◆ **WHAT THE TASK REQUIRES**
Using the records below, filter out every line that lacks "contract" and copy the rest.

◆ **DATA**
:::

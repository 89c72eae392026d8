//! Base64 alphabet lookup.
//!
//! The lookup is deliberately permissive: it accepts the standard alphabet
//! (RFC 4648 §4), the URL-safe alphabet (RFC 4648 §5), and a comma variant
//! for the value-63 slot, all simultaneously. Encoders in the field disagree
//! on the last two characters; a decoder for hand-fed or tool-fed streams is
//! better off taking them all.

/// The padding character.
pub const PAD: u8 = b'=';

/// Maps one raw encoded byte to its 6-bit value, or `None` for any byte
/// outside every accepted alphabet (including all bytes with the high bit
/// set).
///
/// `=` maps to `Some(0)`: padding only ever appears in positions whose
/// payload bytes are discarded, so its numeric value never reaches output.
#[inline]
pub fn sextet(raw: u8) -> Option<u8> {
    match raw {
        b'A'..=b'Z' => Some(raw - b'A'),
        b'a'..=b'z' => Some(raw - b'a' + 26),
        b'0'..=b'9' => Some(raw - b'0' + 52),
        b'+' | b'-' => Some(62),
        b'/' | b'_' | b',' => Some(63),
        PAD => Some(0),
        _ => None,
    }
}

// ─── Tests ────────────────────────────────────────────────────────────────────

#[cfg(test)]
mod tests {
    use super::*;

    #[test]
    fn letters_map_to_contiguous_ranges() {
        assert_eq!(sextet(b'A'), Some(0));
        assert_eq!(sextet(b'Z'), Some(25));
        assert_eq!(sextet(b'a'), Some(26));
        assert_eq!(sextet(b'z'), Some(51));
        assert_eq!(sextet(b'0'), Some(52));
        assert_eq!(sextet(b'9'), Some(61));
    }

    #[test]
    fn variant_characters_share_values() {
        assert_eq!(sextet(b'+'), Some(62));
        assert_eq!(sextet(b'-'), Some(62));
        assert_eq!(sextet(b'/'), Some(63));
        assert_eq!(sextet(b'_'), Some(63));
        assert_eq!(sextet(b','), Some(63));
    }

    #[test]
    fn padding_maps_to_zero() {
        assert_eq!(sextet(PAD), Some(0));
    }

    #[test]
    fn high_bit_bytes_are_invalid() {
        for b in 0x80u8..=0xff {
            assert_eq!(sextet(b), None, "byte {b:#04x} should be invalid");
        }
    }

    #[test]
    fn ascii_outside_alphabet_is_invalid() {
        for b in [b' ', b'\n', b'\r', b'\t', b'.', b'!', b'@', b'[', b'`', b'{', 0u8] {
            assert_eq!(sextet(b), None, "byte {b:#04x} should be invalid");
        }
    }

    #[test]
    fn exactly_68_bytes_are_accepted() {
        // 26 + 26 + 10 letters/digits, 2 + 3 variant punctuation, plus '='.
        let accepted = (0u8..=255).filter(|&b| sextet(b).is_some()).count();
        assert_eq!(accepted, 68);
    }
}
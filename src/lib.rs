//! Streaming base64 decoding and Fletcher-16 checksum primitives.
//!
//! Built for constrained pipelines: no allocation, no whole-input buffering,
//! and a pull-based source abstraction instead of a concrete stream type.
//! The two primitives are independent; a caller wanting a
//! `base64 → inflate → verify` pipeline composes them itself (the inflate
//! stage is an external collaborator — see [`inflate`] for its I/O contract).

pub mod base64;
pub mod fletcher;
pub mod inflate;
pub mod source;

// ── Top-level re-exports ──────────────────────────────────────────────────────
pub use base64::Base64Decoder;
pub use fletcher::fletcher16;
pub use source::{PullSource, ReaderSource, SliceSource};
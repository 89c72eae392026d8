#![no_main]
use libfuzzer_sys::fuzz_target;

use b64stream::{Base64Decoder, SliceSource};

fuzz_target!(|data: &[u8]| {
    // Feed arbitrary bytes through the streaming decoder.
    // Short reads are expected and fine; what we verify is no panics and
    // that the contract bounds hold.

    // One-shot with a generous buffer.
    {
        let mut src = SliceSource::new(data);
        let mut dec = Base64Decoder::new(&mut src);
        let mut out = vec![0u8; data.len() + 3];
        let n = dec.decode_into(&mut out);
        assert!(n <= out.len());
        // 4 encoded characters never expand past 3 payload bytes.
        assert!(n <= (data.len() / 4 + 1) * 3);
    }

    // Zero-length output buffer.
    {
        let mut src = SliceSource::new(data);
        let mut dec = Base64Decoder::new(&mut src);
        assert_eq!(dec.decode_into(&mut []), 0);
    }

    // Byte-at-a-time must agree with one-shot.
    {
        let mut src = SliceSource::new(data);
        let mut dec = Base64Decoder::new(&mut src);
        let mut oneshot = vec![0u8; data.len() + 3];
        let n = dec.decode_into(&mut oneshot);

        let mut src2 = SliceSource::new(data);
        let mut dec2 = Base64Decoder::new(&mut src2);
        let mut dribbled = Vec::new();
        let mut byte = [0u8; 1];
        while dec2.decode_into(&mut byte) == 1 {
            dribbled.push(byte[0]);
        }
        assert_eq!(dribbled, &oneshot[..n]);
    }
});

:::

◆ **WRITTEN ANSWER**
//! stage is an external collaborator — see [`inflate`] for its I/O contract).
    // that the contract bounds hold.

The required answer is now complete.